Published on April 28, 2005

Bright Eyes singer and songwriter Conor Oberst has been dubbed "the new Dylan" often enough that it's easy to imagine the instructors of tomorrow handing out his tear-stained lyric sheets in class, Dangerous Minds-style. But as the press surrounding his recent releases reveals, Oberst doesn't confine his words of wisdom to the studio and the stage. Here's a sampling of his sage commentary.

"When I was a kid, I used to fantasize about death. Not that I was suicidal, but there was an attraction there. I went from 'I don't care what happens' to 'everything is terrifying.'" -- Blender

Life's Lesson Learned: Constant terror is marginally better than existential apathy.

"Acid is just ... complete paranoia and the idea that it's never going to go away. That, like, broke my brain." -- Blender

LLL: People with agoraphobic tendencies should probably avoid paranoia-inducing hallucinogens.

"This salmon salad looks gang-starr!" -- Rolling Stone

LLL: Nebraska natives can endear themselves to New Yorkers by turning the Big Apple's beloved hip-hop acts into cornerstones for compliments.

"We don't really do business with people unless they're like our bros. Every time you add someone to the crew, you've got to know they're down for the cause." -- GQ

LLL: In order to sell newly coined street slang, one must display extensive knowledge of the existing parlance. In this case, that means discussing an innocuous indie label as if it were a crime syndicate.

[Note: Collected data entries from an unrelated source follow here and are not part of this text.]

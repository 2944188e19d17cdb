use crate::schema::midnight_transactions;

use bigdecimal::BigDecimal;
use diesel::dsl::sum;
use diesel::prelude::*;
use diesel::result::Error as DieselError;
use serde::{Deserialize, Serialize};
use uuid::Uuid;

/// One row per simulated ledger operation. Append-only.
#[derive(Queryable, Identifiable, Insertable, Debug, Clone, Serialize, Deserialize)]
#[table_name = "midnight_transactions"]
pub struct MidnightTransaction {
    pub id: Uuid,
    pub tx_hash: String,
    pub tx_type: String,
    pub from_address: Option<String>,
    pub to_address: Option<String>,
    pub amount: Option<BigDecimal>,
    pub shielded: bool,
    pub block_height: Option<i64>,
    pub gas_used: Option<i64>,
    pub status: String,
    pub metadata: Option<serde_json::Value>,
    pub created_at: i64,
}

impl MidnightTransaction {
    pub fn get_latest(conn: &diesel::PgConnection, limit: i64) -> Result<Vec<Self>, DieselError> {
        midnight_transactions::dsl::midnight_transactions
            .order(midnight_transactions::created_at.desc())
            .limit(limit)
            .load(conn)
    }

    pub fn count(conn: &diesel::PgConnection) -> Result<i64, DieselError> {
        midnight_transactions::dsl::midnight_transactions
            .count()
            .get_result(conn)
    }

    pub fn count_shielded(conn: &diesel::PgConnection) -> Result<i64, DieselError> {
        midnight_transactions::dsl::midnight_transactions
            .filter(midnight_transactions::shielded.eq(true))
            .count()
            .get_result(conn)
    }

    pub fn total_value(conn: &diesel::PgConnection) -> Result<Option<BigDecimal>, DieselError> {
        midnight_transactions::dsl::midnight_transactions
            .filter(midnight_transactions::amount.is_not_null())
            .select(sum(midnight_transactions::amount))
            .get_result(conn)
    }

    pub fn insert(&self, conn: &diesel::PgConnection) -> Result<String, DieselError> {
        diesel::insert_into(midnight_transactions::table)
            .values(self)
            .returning(midnight_transactions::tx_hash)
            .get_result(conn)
    }
}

"We started [election night 2004] at this MoveOn party. My friend got sick, and that was the first sign that something weird was in the air. Once I realized that it was out of my hands, I just fuckin' ordered a real big whiskey." -- Rolling Stone

LLL: When sudden illness strikes a loved one, it's an indisputable harbinger of a disaster with international implications. Until this omen occurs, everything, no matter how far removed from the seeming scope of your personal influence, is "in your hands." Once the pal pukes, though, alcohol is the only answer.

"I wasn't very suave when I was way younger, but by the time I got to be 18, that was when I realized there were girls all over the place who I'd like to make out with. Pretty girls are cool. I'll keep [dating older women] until I get old and then flip it around. I've never dated an 18-year-old girl. I wanna try it."-- Rolling Stone

LLL: This is just a garrulous retelling of the Matthew McConaughey character's sleazy credo in Dazed and Confused: "I get older -- they stay the same age."